# PROBLEM
Search the data below for the string "RewardContribution" and copy all lines where it shows up.

(Stored data)
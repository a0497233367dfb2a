//! Read-model ports owned by the statistics and reward projectors.
//!
//! Both stores deduplicate inside the same atomic update that changes the
//! row, so two consumers handling the same event concurrently still count it
//! once.

use async_trait::async_trait;
use chrono::NaiveDate;

use crate::domain::foundation::{DistanceKm, DomainError, EventId, MonthPeriod, Timestamp, UserId};
use crate::domain::reward::{DailyGoal, DailyGoalAchieved, DailyRewardProgress};
use crate::domain::statistics::{AdjustmentOutcome, MonthlyAdjustment, MonthlyDistance};

/// Store for per-user monthly distance totals.
#[async_trait]
pub trait MonthlyDistanceRepository: Send + Sync {
    /// Apply one adjustment exactly once per `adjustment.key`.
    ///
    /// Missing rows are handled per `adjustment.on_missing`. Totals are
    /// clamped at zero.
    async fn apply(
        &self,
        adjustment: &MonthlyAdjustment,
        now: Timestamp,
    ) -> Result<AdjustmentOutcome, DomainError>;

    async fn find(
        &self,
        user_id: &UserId,
        period: MonthPeriod,
    ) -> Result<Option<MonthlyDistance>, DomainError>;

    /// All months for a user, oldest first.
    async fn list_for_user(&self, user_id: &UserId) -> Result<Vec<MonthlyDistance>, DomainError>;
}

/// A distance credited to one user's day by one source event.
#[derive(Debug, Clone, PartialEq, Eq)]
pub struct RewardContribution {
    pub source_event_id: EventId,
    pub user_id: UserId,
    pub date: NaiveDate,
    pub distance: DistanceKm,
}

/// Result of crediting a contribution.
#[derive(Debug, Clone, PartialEq, Eq)]
pub enum ContributionOutcome {
    /// The source event was credited before; nothing changed.
    Duplicate,
    /// The contribution was added. `achieved` is set on the crossing.
    Applied {
        progress: DailyRewardProgress,
        achieved: Option<DailyGoalAchieved>,
    },
}

/// Store for per-user daily reward progress.
#[async_trait]
pub trait DailyRewardRepository: Send + Sync {
    /// Credit a contribution atomically.
    ///
    /// In one transaction: check the dedup key, lazily create the day's row,
    /// add the distance, compare pre-add and post-add totals against `goal`,
    /// and on a crossing append `DailyGoalAchieved` to the reward outbox.
    async fn apply_contribution(
        &self,
        contribution: &RewardContribution,
        goal: &DailyGoal,
        now: Timestamp,
    ) -> Result<ContributionOutcome, DomainError>;

    async fn find(
        &self,
        user_id: &UserId,
        date: NaiveDate,
    ) -> Result<Option<DailyRewardProgress>, DomainError>;
}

# RESULT BELOW
pub struct RewardContribution {
        contribution: &RewardContribution,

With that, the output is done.